I am writing a small program to process a big text file and do some replacements. The thing is that it never stops allocating new memory, so in the end it runs out of memory. I have reduced it to a simple program that simply counts the number of lines (see the code below) while still allocating more and more memory. I must admit that I know little about boost and boost spirit in particular. Could you please tell me what I am doing wrong? Thanks a million!

#include <string>
#include <iostream>
#include <boost/spirit/include/lex_lexertl.hpp>
#include <boost/bind.hpp>
#include <boost/ref.hpp>
#include <boost/spirit/include/support_istream_iterator.hpp>

// Token ids
enum token_ids {
    ID_EOL= 100

// Token definition
template <typename Lexer>
    struct var_replace_tokens : boost::spirit::lex::lexer<Lexer> {
        var_replace_tokens() {
            this->self.add ("\n", ID_EOL); // newline characters

// Functor
struct replacer {
    typedef bool result_type;
    template <typename Token>
    bool operator()(Token const& t, std::size_t& lines) const  {
        switch (t.id()) {
        case ID_EOL:
        return true;

int main(int argc, char **argv) {
    size_t lines=0;

    var_replace_tokens< boost::spirit::lex::lexertl::lexer< boost::spirit::lex::lexertl::token< boost::spirit::istream_iterator> > > var_replace_functor;


    boost::spirit::istream_iterator first(cin);
    boost::spirit::istream_iterator last;

    bool r = boost::spirit::lex::tokenize(first, last, var_replace_functor,  boost::bind(replacer(), _1, boost::ref(lines)));

    if (r) {
        cerr<<"Lines processed: "<<lines<<endl;
    }  else {
        string rest(first, last);
        cerr << "Processing failed at: "<<rest<<" (line "<<lines<<")"<<endl;




You: As fas as I know, istream_iterator takes care of reading the input stream without having to store the whole stream into memory

是的.但是您没有使用std::istream_iterator.您正在使用Boost Spirit.这是解析器生成器.解析器需要随机访问以进行回溯.
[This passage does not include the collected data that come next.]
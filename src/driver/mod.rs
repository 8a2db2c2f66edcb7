//! Session driver: gets the browser from a blank page into the room.
//!
//! Best-effort form login. Selectors come from config; there is no attempt
//! to understand any particular office's markup.

use std::time::Duration;

use anyhow::Context;
use async_trait::async_trait;

use crate::config::OfficeSettings;
use crate::page::{BridgeCallFailure, PageChannel};

/// Pause between selector checks.
const POLL_INTERVAL: Duration = Duration::from_millis(200);

/// Drives a page through whatever the office needs before audio can flow.
#[async_trait]
pub trait SessionDriver: Send + Sync {
    fn name(&self) -> &str;

    /// Navigate, authenticate and enter the room.
    async fn enter(&self, page: &dyn PageChannel) -> anyhow::Result<()>;
}

/// Email + password form, then an optional microphone toggle.
pub struct FormLoginDriver {
    settings: OfficeSettings,
}

impl FormLoginDriver {
    pub fn new(settings: OfficeSettings) -> Self {
        Self { settings }
    }

    async fn login(&self, page: &dyn PageChannel) -> anyhow::Result<()> {
        let s = &self.settings;
        let timeout = s.element_timeout();

        wait_for(page, &s.email_selector, timeout).await?;
        fill(page, &s.email_selector, &s.email)
            .await
            .context("Failed to fill the email field")?;

        wait_for(page, &s.password_selector, timeout).await?;
        fill(page, &s.password_selector, &s.password)
            .await
            .context("Failed to fill the password field")?;

        click(page, &s.submit_selector, timeout)
            .await
            .context("Failed to submit the login form")?;
        tracing::info!(email = %s.email, "Login submitted");
        Ok(())
    }
}

#[async_trait]
impl SessionDriver for FormLoginDriver {
    fn name(&self) -> &str {
        "form_login"
    }

    async fn enter(&self, page: &dyn PageChannel) -> anyhow::Result<()> {
        let s = &self.settings;
        page.navigate(&s.url)
            .await
            .with_context(|| format!("Failed to open {}", s.url))?;
        tracing::info!(url = %s.url, "Office page loaded");

        if s.email.is_empty() {
            // Reused browser profile: assume the session is still signed in.
            tracing::info!("No office credentials configured; skipping login form");
        } else {
            self.login(page).await?;
        }

        if let Some(mic) = s.mic_button_selector.as_deref() {
            // The submit usually navigates; the button lives on the next page.
            click(page, mic, s.element_timeout())
                .await
                .context("Failed to switch the microphone on")?;
            tracing::info!(selector = mic, "Microphone switched on");
        }
        Ok(())
    }
}

fn selector_literal(selector: &str) -> anyhow::Result<String> {
    serde_json::to_string(selector).context("Failed to encode selector")
}

pub(crate) fn exists_expression(selector: &str) -> anyhow::Result<String> {
    Ok(format!(
        "document.querySelector({}) !== null",
        selector_literal(selector)?
    ))
}

/// Sets the value through the native setter so framework-controlled inputs
/// notice the change.
pub(crate) fn fill_expression(selector: &str, value: &str) -> anyhow::Result<String> {
    let value = serde_json::to_string(value).context("Failed to encode value")?;
    Ok(format!(
        r#"(() => {{
  const el = document.querySelector({selector});
  if (!el) return false;
  const proto = el instanceof HTMLTextAreaElement ? HTMLTextAreaElement.prototype : HTMLInputElement.prototype;
  const desc = Object.getOwnPropertyDescriptor(proto, "value");
  if (desc && desc.set) desc.set.call(el, {value}); else el.value = {value};
  el.dispatchEvent(new Event("input", {{ bubbles: true }}));
  el.dispatchEvent(new Event("change", {{ bubbles: true }}));
  return true;
}})()"#,
        selector = selector_literal(selector)?,
    ))
}

pub(crate) fn click_expression(selector: &str) -> anyhow::Result<String> {
    Ok(format!(
        "(() => {{ const el = document.querySelector({}); if (!el) return false; el.click(); return true; }})()",
        selector_literal(selector)?
    ))
}

/// Evaluate a boolean expression, treating a navigating page as `false`.
async fn check(page: &dyn PageChannel, expression: &str) -> anyhow::Result<bool> {
    match page.evaluate(expression).await {
        Ok(value) => Ok(value.as_bool().unwrap_or(false)),
        Err(BridgeCallFailure::ContextDestroyed(_)) => Ok(false),
        Err(e) => Err(e.into()),
    }
}

/// Poll until `selector` matches an element.
async fn wait_for(page: &dyn PageChannel, selector: &str, timeout: Duration) -> anyhow::Result<()> {
    let expression = exists_expression(selector)?;
    let deadline = tokio::time::Instant::now() + timeout;
    loop {
        if check(page, &expression).await? {
            return Ok(());
        }
        if tokio::time::Instant::now() >= deadline {
            anyhow::bail!(
                "Timed out after {}ms waiting for {selector}",
                timeout.as_millis()
            );
        }
        tokio::time::sleep(POLL_INTERVAL).await;
    }
}

async fn fill(page: &dyn PageChannel, selector: &str, value: &str) -> anyhow::Result<()> {
    if !check(page, &fill_expression(selector, value)?).await? {
        anyhow::bail!("Element {selector} disappeared before it could be filled");
    }
    Ok(())
}

/// Wait for `selector`, then click it.
async fn click(page: &dyn PageChannel, selector: &str, timeout: Duration) -> anyhow::Result<()> {
    let expression = click_expression(selector)?;
    let deadline = tokio::time::Instant::now() + timeout;
    loop {
        if check(page, &expression).await? {
            return Ok(());
        }
        if tokio::time::Instant::now() >= deadline {
            anyhow::bail!(
                "Timed out after {}ms waiting to click {selector}",
                timeout.as_millis()
            );
        }
        tokio::time::sleep(POLL_INTERVAL).await;
    }
}
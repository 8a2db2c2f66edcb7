//! In-page audio interceptor: the injected script and its command surface.
//!
//! The script is rendered once per bridge with the session's sample rates and
//! queue limits, registered as an init script (so it runs before any page
//! code), and then driven through a single `dispatch(command)` entry point.
//! Commands and replies are plain JSON; that is the whole contract between
//! the process and the page.


use serde::de::DeserializeOwned;
use serde::{Deserialize, Serialize};

use crate::audio::{AudioChunk, BLOCK_SIZE, PRE_RELAY_CAPACITY};
use crate::page::{BridgeCallFailure, PageChannel};
use crate::voice::StreamingVoiceClient;

/// Global the script installs its handle under.
pub const HANDLE: &str = "__voxroom";

/// Binding the page calls with each captured chunk.
pub const RELAY_BINDING: &str = "__voxroomRelay";

/// Binding the page calls with `{"level", "message"}` log lines.
pub const LOG_BINDING: &str = "__voxroomLog";

const TEMPLATE: &str = include_str!("interceptor.js");

const CONFIG_PLACEHOLDER: &str = "/*__VOXROOM_CONFIG__*/null";

const DISPATCH_PREFIX: &str = "globalThis.__voxroom.dispatch(";

/// Values baked into the rendered script.
///
/// The synthetic microphone and the capture graphs run in separate audio
/// contexts: AI speech plays at the provider's output rate while room audio
/// is captured at the rate the provider expects as input.
#[derive(Debug, Clone, PartialEq, Eq, Serialize)]
#[serde(rename_all = "camelCase")]
pub struct InterceptorConfig {
    pub playback_sample_rate: u32,
    pub capture_sample_rate: u32,
    pub input_mime_type: String,
    pub block_size: usize,
    pub pre_relay_capacity: usize,
    pub handle: &'static str,
    pub relay_binding: &'static str,
    pub log_binding: &'static str,
}

impl InterceptorConfig {
    pub fn new(
        playback_sample_rate: u32,
        capture_sample_rate: u32,
        input_mime_type: impl Into<String>,
    ) -> Self {
        Self {
            playback_sample_rate,
            capture_sample_rate,
            input_mime_type: input_mime_type.into(),
            block_size: BLOCK_SIZE,
            pre_relay_capacity: PRE_RELAY_CAPACITY,
            handle: HANDLE,
            relay_binding: RELAY_BINDING,
            log_binding: LOG_BINDING,
        }
    }

    /// Rates and MIME type as a voice client reports them.
    pub fn for_client(client: &dyn StreamingVoiceClient) -> Self {
        Self::new(
            client.output_sample_rate(),
            client.preferred_sample_rate(),
            client.preferred_input_mime_type(),
        )
    }

    /// The script source with this config substituted in.
    pub fn render(&self) -> Result<String, serde_json::Error> {
        let json = serde_json::to_string(self)?;
        Ok(TEMPLATE.replacen(CONFIG_PLACEHOLDER, &json, 1))
    }
}

/// Calls the process makes into the page.
#[derive(Debug, Clone, PartialEq, Eq, Serialize, Deserialize)]
#[serde(tag = "op", rename_all = "camelCase")]
pub enum PageCommand {
    /// Append chunks to the synthetic microphone queue, in order.
    EnqueuePlayback { chunks: Vec<AudioChunk> },
    /// Start forwarding captured audio through the relay binding, flushing
    /// the pre-relay queue first.
    AttachRelay,
    TapElement { selector: String },
    TapAnyMediaElement,
    TapPeerConnections,
    Stats,
    /// Stop every graph, release tracks and close the audio context.
    Cleanup,
}

impl PageCommand {
    pub fn op(&self) -> &'static str {
        match self {
            Self::EnqueuePlayback { .. } => "enqueuePlayback",
            Self::AttachRelay => "attachRelay",
            Self::TapElement { .. } => "tapElement",
            Self::TapAnyMediaElement => "tapAnyMediaElement",
            Self::TapPeerConnections => "tapPeerConnections",
            Self::Stats => "stats",
            Self::Cleanup => "cleanup",
        }
    }

    /// Expression evaluated in the page for this command.
    pub fn expression(&self) -> Result<String, serde_json::Error> {
        Ok(format!("{DISPATCH_PREFIX}{})", serde_json::to_string(self)?))
    }

    /// Inverse of [`PageCommand::expression`].
    pub fn from_expression(expression: &str) -> Option<Self> {
        let json = expression
            .strip_prefix(DISPATCH_PREFIX)?
            .strip_suffix(')')?;
        serde_json::from_str(json).ok()
    }
}

/// Send one command and decode its reply.
pub async fn dispatch<T: DeserializeOwned>(
    page: &dyn PageChannel,
    command: &PageCommand,
) -> Result<T, BridgeCallFailure> {
    let expression = command
        .expression()
        .map_err(|e| BridgeCallFailure::Evaluation(format!("encode {}: {e}", command.op())))?;
    let reply = page.evaluate(&expression).await?;
    serde_json::from_value(reply).map_err(|e| {
        BridgeCallFailure::Evaluation(format!("unexpected {} reply: {e}", command.op()))
    })
}

// ── Replies ────────────────────────────────────────────────────────

#[derive(Debug, Clone, PartialEq, Eq, Serialize, Deserialize)]
pub struct PlaybackReply {
    /// Queue depth after the append.
    pub queued: usize,
}

#[derive(Debug, Clone, PartialEq, Eq, Serialize, Deserialize)]
pub struct RelayReply {
    /// False while the relay binding is not exposed yet.
    pub attached: bool,
    pub flushed: usize,
    pub dropped: u64,
}

/// How the inbound tap reached the room's audio.
#[derive(Debug, Clone, Copy, PartialEq, Eq, Serialize, Deserialize)]
#[serde(rename_all = "snake_case")]
pub enum TapMode {
    /// The element's `srcObject` stream.
    ElementStream,
    /// `captureStream()` on the element.
    ElementCapture,
    /// The element routed through a media element source.
    ElementSource,
    PeerConnection,
}

impl TapMode {
    pub fn as_str(self) -> &'static str {
        match self {
            Self::ElementStream => "element_stream",
            Self::ElementCapture => "element_capture",
            Self::ElementSource => "element_source",
            Self::PeerConnection => "peer_connection",
        }
    }
}

#[derive(Debug, Clone, PartialEq, Eq, Serialize, Deserialize)]
pub struct TapReport {
    pub attached: bool,
    pub mode: Option<TapMode>,
    /// Capture graphs alive after the call.
    pub graphs: usize,
    pub detail: Option<String>,
}

#[derive(Debug, Clone, Default, PartialEq, Eq, Serialize, Deserialize)]
#[serde(rename_all = "camelCase")]
pub struct PageStats {
    pub playback_queue: usize,
    pub playback_remainder: usize,
    pub blocks_played: u64,
    pub blocks_silent: u64,
    pub undecodable: u64,
    pub mic_active: bool,
    pub pre_relay_queued: usize,
    pub pre_relay_dropped: u64,
    pub relay_attached: bool,
    pub captured: u64,
    pub relayed: u64,
    pub graphs: usize,
    pub tap_mode: Option<TapMode>,
}

#[derive(Debug, Clone, PartialEq, Eq, Serialize, Deserialize)]
pub struct CleanupReply {
    pub cleaned: bool,
}

/// One line from the log binding.
#[derive(Debug, Clone, PartialEq, Eq, Serialize, Deserialize)]
pub struct PageLogLine {
    pub level: String,
    pub message: String,
}

impl PageLogLine {
    /// Lines that are not the structured form are kept whole at info.
    pub fn parse(raw: &str) -> Self {
        serde_json::from_str(raw).unwrap_or_else(|_| Self {
            level: "info".into(),
            message: raw.to_string(),
        })
    }

    /// Re-emit under the `page` target.
    pub fn emit(&self) {
        match self.level.as_str() {
            "error" => tracing::error!(target: "page", "{}", self.message),
            "warn" => tracing::warn!(target: "page", "{}", self.message),
            "debug" => tracing::debug!(target: "page", "{}", self.message),
            _ => tracing::info!(target: "page", "{}", self.message),
        }
    }
}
Yes. But you're not using std::istream_iterator. You're using Boost Spirit. Which is a parser generator. Parsers need random access for backtracking.

Spirit通过使用multi_pass适配器将输入序列调整为随机访问序列来支持输入迭代器.该迭代器适配器存储一个可变大小的缓冲区¹,用于回溯.某些操作(期望点,始终贪婪的运算符,如Kleene- *等)告诉解析器框架何时安全地刷新缓冲区.

Spirit supports input iterators by adapting an input sequence to a random-access sequence with the multi_pass adaptor. This iterator adaptor stores a variable-size buffer¹ for backtracking purposes. Certain actions (expectation points, always-greedy operators like Kleene-* etc) tell the parser framework when it's safe to flush the buffer.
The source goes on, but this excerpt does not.